These hardwood forests are found throughout the preserve and throughout the southern coastal United States. They may seem unassuming at first, as they are dominated by shades of green and are relatively quiet and motionless at first glance. Standing still in a maritime forest can change your perception of this. A closer look reveals layers of the forest, a flurry of activity, and countless signs of life.

Layers of the Forest

As you walk through a maritime hammock, take note of the distinct layers of the forest. The canopy, or highest section of the forest, is dominated by live oaks. Their branches are often covered in Spanish moss and resurrection fern. Live oak lumber is incredibly sturdy, which made it ideal for shipbuilding in the 18th and 19th centuries. Live oaks in Timucuan Preserve are protected, and they provide habitat for various migratory birds.

 
Image of saw palmetto
Saw palmetto is found throughout the understory, and its roots snake across trails.

NPS Photo

The canopy transitions gracefully into the understory through vines like muscadine grape and Virginia creeper. Shade-tolerant species like hollies and saw palmetto thrive in the understory, as sunlight is often blocked out by the dense canopy above. These plants provide an abundant source of food for animals like white-tailed deer and raccoons. Be sure to look, listen, and tread carefully while searching for these animals, as they often flee when they hear loud sounds, disappearing into the dense understory right before you. They may also leave signs of their presence along the trails, most often in the form of scat and tracks.
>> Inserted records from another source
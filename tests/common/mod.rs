#![allow(dead_code)]

pub mod mock_camera;
pub mod mock_permissions;
pub mod mock_speech;

use mock_camera::{CameraRecorder, MockCamera};
use mock_permissions::MockPermissions;
use mock_speech::{MockSpeech, SpeechRecorder};
use voicedrawer::platform::{CameraSlot, Platform, SpeechSlot};

/// A platform built from mocks, plus recorders to inspect them afterwards
pub struct TestPlatform {
    pub platform: Platform,
    pub speech: SpeechRecorder,
    pub camera: CameraRecorder,
    pub speech_slot: SpeechSlot,
    pub camera_slot: CameraSlot,
}

impl TestPlatform {
    pub fn new(permissions: MockPermissions, speech: MockSpeech, camera: MockCamera) -> Self {
        let speech_recorder = speech.recorder();
        let camera_recorder = camera.recorder();
        let speech_slot = SpeechSlot::speech(speech);
        let camera_slot = CameraSlot::camera(camera);
        Self {
            platform: Platform::new(permissions, speech_slot.clone(), camera_slot.clone()),
            speech: speech_recorder,
            camera: camera_recorder,
            speech_slot,
            camera_slot,
        }
    }

    /// Everything granted and available
    pub fn granted() -> Self {
        Self::new(
            MockPermissions::granting_all(),
            MockSpeech::new(true),
            MockCamera::new(),
        )
    }
}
The lowest section of the forest is called the groundfloor. The groundfloor supports the two layers above, and also helps to recycle forest nutrients. Fallen branches and dead wood are decomposed by fungi and insects, and bacteria and mold break down leaf litter and dead animals. Animals like armadillos help to overturn soil while searching for insects, allowing decomposers to work more efficiently. Nutrients are returned to the soil where plants will utilize them, perpetuating the nutrient cycle.

You can experience the wonder of the maritime forest on a hike through Theodore Roosevelt Area.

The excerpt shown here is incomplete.